• Work required
Filter the entries, keeping every line with the word "description".

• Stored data
☆ ☆ ☆ ☆

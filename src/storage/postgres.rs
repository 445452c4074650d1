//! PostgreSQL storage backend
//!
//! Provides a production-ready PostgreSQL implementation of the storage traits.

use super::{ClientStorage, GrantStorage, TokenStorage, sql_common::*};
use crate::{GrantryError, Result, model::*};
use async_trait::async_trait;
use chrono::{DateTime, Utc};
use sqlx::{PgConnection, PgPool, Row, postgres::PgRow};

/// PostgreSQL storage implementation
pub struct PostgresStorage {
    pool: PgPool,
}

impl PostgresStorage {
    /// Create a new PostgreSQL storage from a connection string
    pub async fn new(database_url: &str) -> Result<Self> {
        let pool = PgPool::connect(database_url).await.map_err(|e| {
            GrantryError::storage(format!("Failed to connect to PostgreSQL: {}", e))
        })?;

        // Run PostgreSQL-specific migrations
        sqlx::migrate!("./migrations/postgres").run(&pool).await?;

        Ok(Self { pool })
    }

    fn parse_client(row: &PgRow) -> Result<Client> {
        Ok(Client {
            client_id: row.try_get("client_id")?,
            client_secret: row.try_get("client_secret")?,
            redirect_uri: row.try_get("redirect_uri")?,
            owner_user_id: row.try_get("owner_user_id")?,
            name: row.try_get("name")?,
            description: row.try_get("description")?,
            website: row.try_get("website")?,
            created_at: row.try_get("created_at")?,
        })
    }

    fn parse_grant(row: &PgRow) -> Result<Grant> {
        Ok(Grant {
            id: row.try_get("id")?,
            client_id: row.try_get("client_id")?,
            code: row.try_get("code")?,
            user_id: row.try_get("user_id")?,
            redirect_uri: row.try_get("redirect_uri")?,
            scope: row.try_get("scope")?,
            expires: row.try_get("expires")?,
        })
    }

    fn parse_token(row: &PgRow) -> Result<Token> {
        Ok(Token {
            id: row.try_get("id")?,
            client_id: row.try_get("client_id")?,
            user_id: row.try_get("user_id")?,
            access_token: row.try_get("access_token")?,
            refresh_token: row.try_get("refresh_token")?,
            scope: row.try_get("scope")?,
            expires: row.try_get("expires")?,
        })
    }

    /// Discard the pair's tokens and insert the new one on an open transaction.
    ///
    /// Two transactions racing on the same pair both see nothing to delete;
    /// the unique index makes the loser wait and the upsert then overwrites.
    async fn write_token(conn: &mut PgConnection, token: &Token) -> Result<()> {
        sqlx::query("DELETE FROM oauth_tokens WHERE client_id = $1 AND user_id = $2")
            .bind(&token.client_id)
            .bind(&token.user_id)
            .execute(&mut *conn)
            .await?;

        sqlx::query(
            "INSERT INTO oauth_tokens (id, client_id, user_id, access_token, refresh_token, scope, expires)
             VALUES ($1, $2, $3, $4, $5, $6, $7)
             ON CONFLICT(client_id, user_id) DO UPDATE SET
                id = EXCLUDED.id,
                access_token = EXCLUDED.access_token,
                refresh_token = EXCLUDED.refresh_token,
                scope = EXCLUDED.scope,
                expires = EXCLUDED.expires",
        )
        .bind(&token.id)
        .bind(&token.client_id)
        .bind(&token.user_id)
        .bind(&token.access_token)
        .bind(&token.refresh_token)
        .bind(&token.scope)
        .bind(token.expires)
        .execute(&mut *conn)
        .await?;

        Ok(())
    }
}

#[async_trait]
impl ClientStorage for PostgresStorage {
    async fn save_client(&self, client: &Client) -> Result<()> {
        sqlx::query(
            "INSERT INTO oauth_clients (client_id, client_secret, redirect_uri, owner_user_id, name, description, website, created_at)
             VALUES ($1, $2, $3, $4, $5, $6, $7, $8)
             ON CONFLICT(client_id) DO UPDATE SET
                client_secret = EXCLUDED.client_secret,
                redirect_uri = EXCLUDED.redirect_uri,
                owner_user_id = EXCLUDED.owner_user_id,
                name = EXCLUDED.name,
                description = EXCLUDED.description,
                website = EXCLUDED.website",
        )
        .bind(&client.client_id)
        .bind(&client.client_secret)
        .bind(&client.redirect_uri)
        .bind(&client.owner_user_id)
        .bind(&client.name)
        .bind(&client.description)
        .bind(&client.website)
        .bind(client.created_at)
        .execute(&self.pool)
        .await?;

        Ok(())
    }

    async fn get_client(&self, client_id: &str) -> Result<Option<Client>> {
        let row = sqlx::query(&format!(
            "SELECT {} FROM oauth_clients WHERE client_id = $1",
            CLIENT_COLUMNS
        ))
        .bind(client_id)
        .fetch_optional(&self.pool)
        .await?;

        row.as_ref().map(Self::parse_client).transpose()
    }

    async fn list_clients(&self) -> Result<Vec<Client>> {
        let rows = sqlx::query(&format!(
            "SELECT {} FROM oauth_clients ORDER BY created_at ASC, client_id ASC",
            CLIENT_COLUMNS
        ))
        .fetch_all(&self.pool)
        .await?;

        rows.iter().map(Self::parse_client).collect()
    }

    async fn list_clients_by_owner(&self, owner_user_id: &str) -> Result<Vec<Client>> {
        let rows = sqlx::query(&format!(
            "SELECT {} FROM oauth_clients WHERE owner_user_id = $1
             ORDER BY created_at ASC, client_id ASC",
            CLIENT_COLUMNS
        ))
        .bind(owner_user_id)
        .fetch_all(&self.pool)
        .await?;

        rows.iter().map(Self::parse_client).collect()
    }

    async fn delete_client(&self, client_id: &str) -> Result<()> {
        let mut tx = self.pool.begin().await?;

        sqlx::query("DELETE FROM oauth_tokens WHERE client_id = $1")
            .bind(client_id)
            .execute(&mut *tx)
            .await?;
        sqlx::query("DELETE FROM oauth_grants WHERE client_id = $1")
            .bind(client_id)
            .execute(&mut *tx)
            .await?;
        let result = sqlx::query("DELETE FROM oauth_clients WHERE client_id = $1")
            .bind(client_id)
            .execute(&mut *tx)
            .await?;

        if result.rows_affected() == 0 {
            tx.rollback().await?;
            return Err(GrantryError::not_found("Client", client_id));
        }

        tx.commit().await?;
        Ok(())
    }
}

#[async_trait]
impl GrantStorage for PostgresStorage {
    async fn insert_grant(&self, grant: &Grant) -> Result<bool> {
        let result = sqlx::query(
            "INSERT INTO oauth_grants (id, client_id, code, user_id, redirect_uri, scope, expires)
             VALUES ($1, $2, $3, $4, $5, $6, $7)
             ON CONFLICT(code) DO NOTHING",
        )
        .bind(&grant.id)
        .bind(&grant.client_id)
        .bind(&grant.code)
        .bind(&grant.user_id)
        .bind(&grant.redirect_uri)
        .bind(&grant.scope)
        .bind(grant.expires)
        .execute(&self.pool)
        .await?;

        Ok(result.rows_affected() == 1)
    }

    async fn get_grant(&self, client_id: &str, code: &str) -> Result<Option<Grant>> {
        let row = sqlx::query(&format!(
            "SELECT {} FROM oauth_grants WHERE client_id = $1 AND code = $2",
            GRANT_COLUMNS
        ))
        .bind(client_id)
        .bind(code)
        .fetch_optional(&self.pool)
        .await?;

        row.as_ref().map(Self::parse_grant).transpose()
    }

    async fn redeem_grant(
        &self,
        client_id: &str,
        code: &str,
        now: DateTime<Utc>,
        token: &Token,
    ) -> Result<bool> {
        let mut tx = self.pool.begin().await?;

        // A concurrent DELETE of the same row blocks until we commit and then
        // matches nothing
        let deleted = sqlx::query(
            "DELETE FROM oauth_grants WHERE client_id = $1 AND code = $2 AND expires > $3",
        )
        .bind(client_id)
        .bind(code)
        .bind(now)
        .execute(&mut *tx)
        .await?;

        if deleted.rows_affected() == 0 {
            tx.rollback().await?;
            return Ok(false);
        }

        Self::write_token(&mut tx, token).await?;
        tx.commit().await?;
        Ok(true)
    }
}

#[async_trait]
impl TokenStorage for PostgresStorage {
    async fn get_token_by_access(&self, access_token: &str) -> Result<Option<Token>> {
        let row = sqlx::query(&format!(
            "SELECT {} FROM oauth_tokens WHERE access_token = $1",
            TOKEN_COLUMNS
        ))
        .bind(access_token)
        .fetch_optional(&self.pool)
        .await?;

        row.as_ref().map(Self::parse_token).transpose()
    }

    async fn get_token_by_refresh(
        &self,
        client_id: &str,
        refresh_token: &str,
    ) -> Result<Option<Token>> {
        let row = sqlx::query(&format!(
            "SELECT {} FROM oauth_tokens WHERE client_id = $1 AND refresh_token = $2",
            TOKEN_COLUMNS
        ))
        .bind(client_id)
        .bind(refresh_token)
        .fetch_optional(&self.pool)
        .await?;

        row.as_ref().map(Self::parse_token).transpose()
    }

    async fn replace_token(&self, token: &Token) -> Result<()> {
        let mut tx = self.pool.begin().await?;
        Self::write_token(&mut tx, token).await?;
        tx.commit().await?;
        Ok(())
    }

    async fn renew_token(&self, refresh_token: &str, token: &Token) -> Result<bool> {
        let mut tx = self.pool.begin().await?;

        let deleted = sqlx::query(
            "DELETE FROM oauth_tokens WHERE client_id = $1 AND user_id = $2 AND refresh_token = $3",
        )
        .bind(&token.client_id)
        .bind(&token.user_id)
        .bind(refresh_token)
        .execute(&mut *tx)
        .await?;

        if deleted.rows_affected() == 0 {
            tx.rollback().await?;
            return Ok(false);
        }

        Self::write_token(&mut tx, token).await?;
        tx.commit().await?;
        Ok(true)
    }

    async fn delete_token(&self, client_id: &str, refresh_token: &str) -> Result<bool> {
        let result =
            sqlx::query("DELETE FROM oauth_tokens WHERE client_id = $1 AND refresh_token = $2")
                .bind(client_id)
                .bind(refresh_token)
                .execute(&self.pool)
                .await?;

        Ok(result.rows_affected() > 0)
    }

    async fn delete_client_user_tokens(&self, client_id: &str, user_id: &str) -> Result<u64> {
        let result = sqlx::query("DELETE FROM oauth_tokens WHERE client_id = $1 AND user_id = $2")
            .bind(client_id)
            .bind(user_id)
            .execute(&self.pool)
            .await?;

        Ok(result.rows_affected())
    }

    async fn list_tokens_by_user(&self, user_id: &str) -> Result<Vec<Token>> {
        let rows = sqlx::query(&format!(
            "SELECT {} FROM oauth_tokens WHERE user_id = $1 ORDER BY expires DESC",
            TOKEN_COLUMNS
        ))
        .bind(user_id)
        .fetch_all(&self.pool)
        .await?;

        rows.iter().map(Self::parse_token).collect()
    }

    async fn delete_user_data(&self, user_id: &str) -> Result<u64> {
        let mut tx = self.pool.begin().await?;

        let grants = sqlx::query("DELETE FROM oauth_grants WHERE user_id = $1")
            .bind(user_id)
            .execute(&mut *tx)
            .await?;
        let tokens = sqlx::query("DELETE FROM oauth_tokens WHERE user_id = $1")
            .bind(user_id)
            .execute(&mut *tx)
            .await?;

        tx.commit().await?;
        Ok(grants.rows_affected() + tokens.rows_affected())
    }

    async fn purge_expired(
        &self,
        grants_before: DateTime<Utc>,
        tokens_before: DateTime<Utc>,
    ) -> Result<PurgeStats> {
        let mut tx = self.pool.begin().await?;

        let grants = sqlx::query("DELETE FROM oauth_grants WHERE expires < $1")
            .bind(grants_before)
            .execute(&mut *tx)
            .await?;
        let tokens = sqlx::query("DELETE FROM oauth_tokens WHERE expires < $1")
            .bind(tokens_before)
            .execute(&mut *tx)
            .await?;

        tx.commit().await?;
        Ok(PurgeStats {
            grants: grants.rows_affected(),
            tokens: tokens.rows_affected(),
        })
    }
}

☆ ☆ ☆ ☆

• Response to this task
            description: row.try_get("description")?,
            "INSERT INTO oauth_clients (client_id, client_secret, redirect_uri, owner_user_id, name, description, website, created_at)
                description = EXCLUDED.description,
        .bind(&client.description)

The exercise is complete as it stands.